▶ [What you need to do] Please quote exactly the lines below from the line containing "assert_eq!(arena.slot(Slot::new(16, 4)).unwrap(), &[5;" to the line containing "16), Slot::new(8, 0)])", both lines included, and nothing else.

▶ [Data for this task]
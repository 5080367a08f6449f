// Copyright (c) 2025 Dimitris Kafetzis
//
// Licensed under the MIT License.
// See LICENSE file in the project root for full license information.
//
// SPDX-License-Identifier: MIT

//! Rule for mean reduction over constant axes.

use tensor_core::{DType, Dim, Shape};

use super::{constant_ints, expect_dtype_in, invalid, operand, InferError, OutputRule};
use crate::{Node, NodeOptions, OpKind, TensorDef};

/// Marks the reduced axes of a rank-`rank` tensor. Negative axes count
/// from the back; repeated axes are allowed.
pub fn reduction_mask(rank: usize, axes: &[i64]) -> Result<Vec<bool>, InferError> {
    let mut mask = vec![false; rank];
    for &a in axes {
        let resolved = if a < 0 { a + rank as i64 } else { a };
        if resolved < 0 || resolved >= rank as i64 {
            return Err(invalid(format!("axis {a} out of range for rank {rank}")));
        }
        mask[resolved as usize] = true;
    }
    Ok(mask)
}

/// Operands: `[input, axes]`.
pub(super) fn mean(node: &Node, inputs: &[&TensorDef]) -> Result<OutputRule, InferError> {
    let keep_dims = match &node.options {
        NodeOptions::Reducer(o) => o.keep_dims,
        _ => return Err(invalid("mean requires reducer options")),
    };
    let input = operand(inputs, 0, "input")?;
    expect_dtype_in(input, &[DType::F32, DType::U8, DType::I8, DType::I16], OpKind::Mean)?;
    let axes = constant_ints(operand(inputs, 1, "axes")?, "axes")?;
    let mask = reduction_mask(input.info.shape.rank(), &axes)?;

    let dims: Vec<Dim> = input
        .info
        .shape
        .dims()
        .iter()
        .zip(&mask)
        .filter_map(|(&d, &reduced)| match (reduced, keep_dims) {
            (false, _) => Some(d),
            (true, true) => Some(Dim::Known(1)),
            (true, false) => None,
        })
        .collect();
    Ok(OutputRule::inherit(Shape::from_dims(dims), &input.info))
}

--

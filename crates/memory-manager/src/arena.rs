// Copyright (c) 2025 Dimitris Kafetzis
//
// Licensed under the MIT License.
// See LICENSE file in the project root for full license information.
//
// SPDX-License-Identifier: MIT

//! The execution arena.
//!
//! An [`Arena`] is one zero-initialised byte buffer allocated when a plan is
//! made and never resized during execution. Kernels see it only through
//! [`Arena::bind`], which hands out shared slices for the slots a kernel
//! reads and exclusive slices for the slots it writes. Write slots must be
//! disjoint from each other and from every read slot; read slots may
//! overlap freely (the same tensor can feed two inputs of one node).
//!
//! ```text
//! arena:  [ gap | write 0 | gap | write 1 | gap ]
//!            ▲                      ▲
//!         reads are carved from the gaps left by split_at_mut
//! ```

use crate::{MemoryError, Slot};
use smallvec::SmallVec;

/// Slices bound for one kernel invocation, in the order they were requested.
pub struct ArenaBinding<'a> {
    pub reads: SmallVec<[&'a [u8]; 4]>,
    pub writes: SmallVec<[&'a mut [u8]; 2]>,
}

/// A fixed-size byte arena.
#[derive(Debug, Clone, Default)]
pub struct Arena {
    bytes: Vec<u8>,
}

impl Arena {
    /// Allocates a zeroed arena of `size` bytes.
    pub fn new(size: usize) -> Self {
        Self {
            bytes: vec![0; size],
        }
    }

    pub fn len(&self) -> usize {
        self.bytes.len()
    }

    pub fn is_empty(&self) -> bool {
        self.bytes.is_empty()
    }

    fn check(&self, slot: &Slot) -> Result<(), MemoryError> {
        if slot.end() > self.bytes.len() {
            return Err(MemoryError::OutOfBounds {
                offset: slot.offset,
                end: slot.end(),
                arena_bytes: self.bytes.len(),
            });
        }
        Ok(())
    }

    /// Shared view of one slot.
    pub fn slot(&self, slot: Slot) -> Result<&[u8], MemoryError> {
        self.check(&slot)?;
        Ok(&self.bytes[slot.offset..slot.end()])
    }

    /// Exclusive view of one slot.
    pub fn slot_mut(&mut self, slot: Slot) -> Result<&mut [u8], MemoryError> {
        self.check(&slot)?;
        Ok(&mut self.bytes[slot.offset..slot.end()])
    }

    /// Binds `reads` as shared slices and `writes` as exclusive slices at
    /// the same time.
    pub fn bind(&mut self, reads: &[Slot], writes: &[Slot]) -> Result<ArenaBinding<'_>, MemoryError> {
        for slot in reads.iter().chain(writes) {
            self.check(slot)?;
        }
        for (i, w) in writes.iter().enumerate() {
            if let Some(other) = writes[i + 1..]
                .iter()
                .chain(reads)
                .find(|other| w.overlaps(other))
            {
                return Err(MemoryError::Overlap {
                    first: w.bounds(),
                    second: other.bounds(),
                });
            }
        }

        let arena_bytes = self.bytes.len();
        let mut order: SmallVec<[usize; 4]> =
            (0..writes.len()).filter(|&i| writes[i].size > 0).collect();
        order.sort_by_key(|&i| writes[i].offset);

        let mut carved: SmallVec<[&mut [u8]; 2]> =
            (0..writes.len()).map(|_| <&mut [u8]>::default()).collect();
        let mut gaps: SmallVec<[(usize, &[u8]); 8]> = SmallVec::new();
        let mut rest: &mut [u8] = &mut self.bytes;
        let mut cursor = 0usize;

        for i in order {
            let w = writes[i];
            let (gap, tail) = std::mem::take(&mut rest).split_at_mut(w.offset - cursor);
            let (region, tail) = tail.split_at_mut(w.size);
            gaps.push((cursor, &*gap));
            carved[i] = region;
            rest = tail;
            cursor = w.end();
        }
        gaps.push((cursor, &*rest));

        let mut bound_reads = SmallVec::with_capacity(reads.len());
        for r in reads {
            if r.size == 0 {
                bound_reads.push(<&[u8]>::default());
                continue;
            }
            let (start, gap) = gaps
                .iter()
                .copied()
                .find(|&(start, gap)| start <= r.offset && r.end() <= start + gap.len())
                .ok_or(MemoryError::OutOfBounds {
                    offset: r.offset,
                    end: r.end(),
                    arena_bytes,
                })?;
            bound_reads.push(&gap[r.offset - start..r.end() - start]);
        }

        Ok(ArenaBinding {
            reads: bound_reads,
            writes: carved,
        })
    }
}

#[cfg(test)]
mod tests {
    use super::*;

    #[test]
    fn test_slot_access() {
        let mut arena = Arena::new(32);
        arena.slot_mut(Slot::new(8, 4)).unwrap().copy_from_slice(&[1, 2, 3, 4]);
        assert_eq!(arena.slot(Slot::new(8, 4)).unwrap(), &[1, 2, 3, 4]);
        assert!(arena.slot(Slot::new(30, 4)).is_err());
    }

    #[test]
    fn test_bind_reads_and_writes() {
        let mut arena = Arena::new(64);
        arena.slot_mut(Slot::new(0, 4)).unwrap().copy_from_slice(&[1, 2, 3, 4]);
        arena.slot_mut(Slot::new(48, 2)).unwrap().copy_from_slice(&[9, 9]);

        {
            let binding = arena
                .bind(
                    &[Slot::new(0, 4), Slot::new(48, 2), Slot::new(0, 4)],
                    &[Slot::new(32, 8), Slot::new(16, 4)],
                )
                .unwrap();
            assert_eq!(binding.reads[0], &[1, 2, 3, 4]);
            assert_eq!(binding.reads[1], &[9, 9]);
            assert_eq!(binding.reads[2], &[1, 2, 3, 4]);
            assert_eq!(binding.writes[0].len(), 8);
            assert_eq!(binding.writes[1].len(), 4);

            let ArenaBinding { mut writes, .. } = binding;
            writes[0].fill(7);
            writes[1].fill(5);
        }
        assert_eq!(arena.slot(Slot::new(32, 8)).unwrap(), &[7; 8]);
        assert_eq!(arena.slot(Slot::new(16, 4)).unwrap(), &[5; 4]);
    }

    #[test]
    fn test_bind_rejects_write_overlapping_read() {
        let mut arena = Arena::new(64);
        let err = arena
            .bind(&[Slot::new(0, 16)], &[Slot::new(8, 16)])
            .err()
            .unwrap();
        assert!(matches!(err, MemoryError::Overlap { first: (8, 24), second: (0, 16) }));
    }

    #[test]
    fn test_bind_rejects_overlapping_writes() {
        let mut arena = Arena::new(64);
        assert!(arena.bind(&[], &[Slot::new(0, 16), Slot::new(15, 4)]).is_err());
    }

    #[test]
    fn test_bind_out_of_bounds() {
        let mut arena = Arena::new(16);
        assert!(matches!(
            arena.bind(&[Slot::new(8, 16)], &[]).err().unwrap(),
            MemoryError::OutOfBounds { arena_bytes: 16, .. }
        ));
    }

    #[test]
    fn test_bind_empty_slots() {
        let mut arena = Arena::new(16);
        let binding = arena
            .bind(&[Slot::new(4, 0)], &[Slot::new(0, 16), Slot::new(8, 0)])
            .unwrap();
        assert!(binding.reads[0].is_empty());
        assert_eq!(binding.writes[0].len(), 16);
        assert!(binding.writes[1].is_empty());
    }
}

▶ [Finished task]
        assert_eq!(arena.slot(Slot::new(16, 4)).unwrap(), &[5; 4]);
    }

    #[test]
    fn test_bind_rejects_write_overlapping_read() {
        let mut arena = Arena::new(64);
        let err = arena
            .bind(&[Slot::new(0, 16)], &[Slot::new(8, 16)])
            .err()
            .unwrap();
        assert!(matches!(err, MemoryError::Overlap { first: (8, 24), second: (0, 16) }));
    }

    #[test]
    fn test_bind_rejects_overlapping_writes() {
        let mut arena = Arena::new(64);
        assert!(arena.bind(&[], &[Slot::new(0, 16), Slot::new(15, 4)]).is_err());
    }

    #[test]
    fn test_bind_out_of_bounds() {
        let mut arena = Arena::new(16);
        assert!(matches!(
            arena.bind(&[Slot::new(8, 16)], &[]).err().unwrap(),
            MemoryError::OutOfBounds { arena_bytes: 16, .. }
        ));
    }

    #[test]
    fn test_bind_empty_slots() {
        let mut arena = Arena::new(16);
        let binding = arena
            .bind(&[Slot::new(4, 0)], &[Slot::new(0, 16), Slot::new(8, 0)])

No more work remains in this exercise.